|Developed by:||Naughty Dog|
Super Mario Kart has a lot to answer for. Nintendo’s long-running kart series first launched on the SNES in 1992, ushering in an era of kart-based racing as seemingly every developer tried to cram a roster of madcap characters into a racing environment. Sonic Drift, Diddy Kong Racing, Bump ‘n’ Burn, each owes a debt to Mario and chums.
Not to be left out, Crash would join the party in 1999. After battling his nemesis Dr Neo Cortex over 3 brutal games, what could be better than to invite them all for a down and dirty kart race?
Development on CTR began shortly after Crash 2 wrapped and was originally conceived as potential stand alone game before the Crash franchise was bolted on top. It would be the final Crash game developed by Naughty Dog. It received rave reviews across the board, going on to sell in excess of 2 million copies globally.
Let’s get the obvious stuff out of the way first. Those familiar with Mario Kart will have a broad idea of what to expect. This is circuit-based Kart racing, utilising a roster of familiar characters, each with their own strengths and weaknesses. There are weapons to be picked up, speed boosts, short cuts, time trials and unlockables galore. So far, so very Mario.
Superficially the resonance to Mario Kart is strong. Crash-themed crates may replace the question mark squares for power-ups, exploding test tubes might replace banana skins, rockets might replace shells but we’re not fooled.
There are echoes of Mario in the racing too, although also some distinct differences. There is a real sense of speed as you blast off the line, timing your rev for a cheeky speed boost. whilst hitting jump into corners gives the option for a power slide and another speed boost.
Arcade mode and time trials let you dip in and out to test the tracks and sample the characters but the meat of the action is in the Adventure mode. Cleverly adapting the warp room set up of Crash 1 and 2, you move around an island to find the next race to compete in, progress to the next achieved only be besting an end of level boss.
It’s a neat mechanic, giving a sense of tangible progression, each zone offering a different setting, themed around the boss character. Again, in a nod to the platform games, once beaten each race can be tackled again to race a time trial or collect a set of letters hidden throughout the course, completion awarding extra trophies which in turn unlock further courses.
The boss races offer a different spin on the formula. It is just you against the boss over a couple of laps, tasking you with finishing first whilst he chucks explosives at you from the back of his car.
Much like Crash himself, racing action is punchy and aggressive. Progression is only achieved by winning each race (2nd place is 1st loser, kids) which adds an immediacy to the action. Courses are generally a good length, comparable to those of the Wii / Wii U era Mario Kart, hitting that sweet spot whereby you can learn the layout whilst still providing variety. Other racers are aggressive, forcing you to also race aggressively or be left behind. Should you take a whack or go plunging off the side of a bridge the courses are long enough to give you a chance to get back in the thick of the action, often leading to an intense finish.
In some ways it is unfair to keep comparing to Mario Kart but when that title is such an obvious influence it is only natural. in that regard, the structure of the game may leave some cold, Mario’s cup-based approach to races offering a more structured set up. In fact this compares favourably with the Wii iteration, with its combination of jumps and roadside obstacles.
As a general rule of thumb, PS1-era games have not aged well. This nascent period of 3D gaming was ground breaking at the time but now often look like a blocky mess with facial animation showing about as much life as a typical England World Cup qualifying performance.
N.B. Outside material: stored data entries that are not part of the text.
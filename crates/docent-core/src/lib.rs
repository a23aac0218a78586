//! # docent-core
//!
//! Core types, ID generation, and error types for Docent.
//!
//! This crate provides the foundational types shared across all Docent crates:
//! - Entity structs for domain objects (questions, clusters, responses, messages)
//! - Closed enums for roles, badges, trends and statuses
//! - State machines for booking and guardian recording flows
//! - Message ID generation
//! - Cross-cutting error types
//! - CLI response types

pub mod entities;
pub mod enums;
pub mod errors;
pub mod ids;
pub mod responses;
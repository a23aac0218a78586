mod config_warnings;

pub use config_warnings::warn_unconfigured;
use std::path::Path;

use anyhow::Context;
use docent_config::DocentConfig;

/// Load `.env` (from the working directory, else `.docent/.env`) and then
/// the layered configuration.
pub fn load_config() -> anyhow::Result<DocentConfig> {
    load_project_dotenv()?;
    DocentConfig::load().context("failed to load docent configuration")
}

fn load_project_dotenv() -> anyhow::Result<()> {
    for candidate in [Path::new(".env"), Path::new(".docent/.env")] {
        if candidate.exists() {
            dotenvy::from_path(candidate).with_context(|| {
                format!("failed to load dotenv file at {}", candidate.display())
            })?;
            tracing::debug!(path = %candidate.display(), "loaded dotenv file");
            return Ok(());
        }
    }
    Ok(())
}
//! CLI response types returned by `dct` commands.
//!
//! These structs define the shape of output for commands like `dct ask`,
//! `dct health`, `dct trends`, `dct dashboard`, `dct audit` and `dct sources`.

use schemars::JsonSchema;
use serde::{Deserialize, Serialize};

use crate::entities::{
    AuditReport, ChatMessage, ComponentStats, HealthSummary, KnowledgeSource, MockResponse,
    PatternInsight, QuestionCluster, TrendPoint, WelcomeMessage,
};
use crate::enums::Role;

/// Response from `dct ask`.
#[derive(Debug, Clone, Serialize, Deserialize, JsonSchema, PartialEq, Eq)]
pub struct AskResponse {
    pub role: Role,
    pub query: String,
    pub response: MockResponse,
}

/// Response from `dct health`.
#[derive(Debug, Clone, Serialize, Deserialize, JsonSchema, PartialEq, Eq)]
pub struct HealthResponse {
    pub summary: HealthSummary,
    pub components: Vec<ComponentStats>,
}

/// Response from `dct trends`.
#[derive(Debug, Clone, Serialize, Deserialize, JsonSchema, PartialEq, Eq)]
pub struct TrendsResponse {
    pub insights: Vec<PatternInsight>,
    pub weekly: Vec<TrendPoint>,
    pub total_questions: u32,
    /// Average per day, formatted with one decimal (e.g. `"2.6"`).
    pub average_per_day: String,
}

/// Response from `dct dashboard`.
#[derive(Debug, Clone, Serialize, Deserialize, JsonSchema, PartialEq, Eq)]
pub struct DashboardResponse {
    pub total_questions: usize,
    pub active_clusters: usize,
    pub increasing_topics: usize,
    pub escalations: u32,
}

/// Response from `dct audit`.
#[derive(Debug, Clone, Serialize, Deserialize, JsonSchema, PartialEq, Eq)]
pub struct AuditResponse {
    pub file: String,
    pub role: Option<Role>,
    pub report: AuditReport,
}

/// Response from `dct history`.
#[derive(Debug, Clone, Serialize, Deserialize, JsonSchema, PartialEq, Eq)]
pub struct HistoryResponse {
    pub role: Option<Role>,
    pub messages: Vec<ChatMessage>,
}

/// Response from `dct clusters`.
#[derive(Debug, Clone, Serialize, Deserialize, JsonSchema, PartialEq, Eq)]
pub struct ClustersResponse {
    pub clusters: Vec<QuestionCluster>,
    /// Clusters before the limit was applied.
    pub total: usize,
}

/// Response from `dct welcome`.
#[derive(Debug, Clone, Serialize, Deserialize, JsonSchema, PartialEq, Eq)]
pub struct WelcomeResponse {
    pub role: Role,
    pub welcome: WelcomeMessage,
}

/// Response from `dct sources`.
#[derive(Debug, Clone, Serialize, Deserialize, JsonSchema, PartialEq, Eq)]
pub struct SourcesResponse {
    pub role: Option<Role>,
    pub sources: Vec<KnowledgeSource>,
}

/// Response from `dct sources --link`. `url` is `#` for an unknown source.
#[derive(Debug, Clone, Serialize, Deserialize, JsonSchema, PartialEq, Eq)]
pub struct SourceLinkResponse {
    pub source: String,
    pub url: String,
}

/// Response from `dct prompt`.
#[derive(Debug, Clone, Serialize, Deserialize, JsonSchema, PartialEq, Eq)]
pub struct PromptResponse {
    pub role: Role,
    pub prompt: String,
}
Given its cartoon styling, Crash escapes some of this to an extent. Indeed visually this is very close to his platforming exploits, no surprise given their shared development time. Those blocky textures are there for sure. Play this on an HD TV and you might be forgiven for thinking you are playing a moving wall. But look beyond the quite natural ravages of time and the enduring quality of Naughty Dog’s work shines through, as it so often does. Each of the characters is brought to life through both animation and limited voice work. Tracks are well animated too, be it snapping plants or dirty great mine carts that hurtle across the track and squish you flat. Again, it reminds me of Mario Kart on the Wii, suggesting perhaps that whilst Naughty Dog sought inspiration from Mario’s first kart antics, Nintendo weren’t shy at taking a sniff round Crash.
I found it interesting too to see how well Crash fit into this expanded environment. Both Mario and Sonic, with the collection of offshoot games, have a well established cast of characters and environments. With just the 3 main Crash games, and all from the PS1, it is easy to assume that Crash doesn’t have such well established canon. Yet actually this setting reveals the depth of the roster whilst the range of traps and obstacles from the platform games translate well into race-based weapons.
It may share some common ground with Mario Kart but this is no clone. An excellent expansion of the Crash universe, putting the characters and locations to good use, not to mention a damn fine racer in its own right.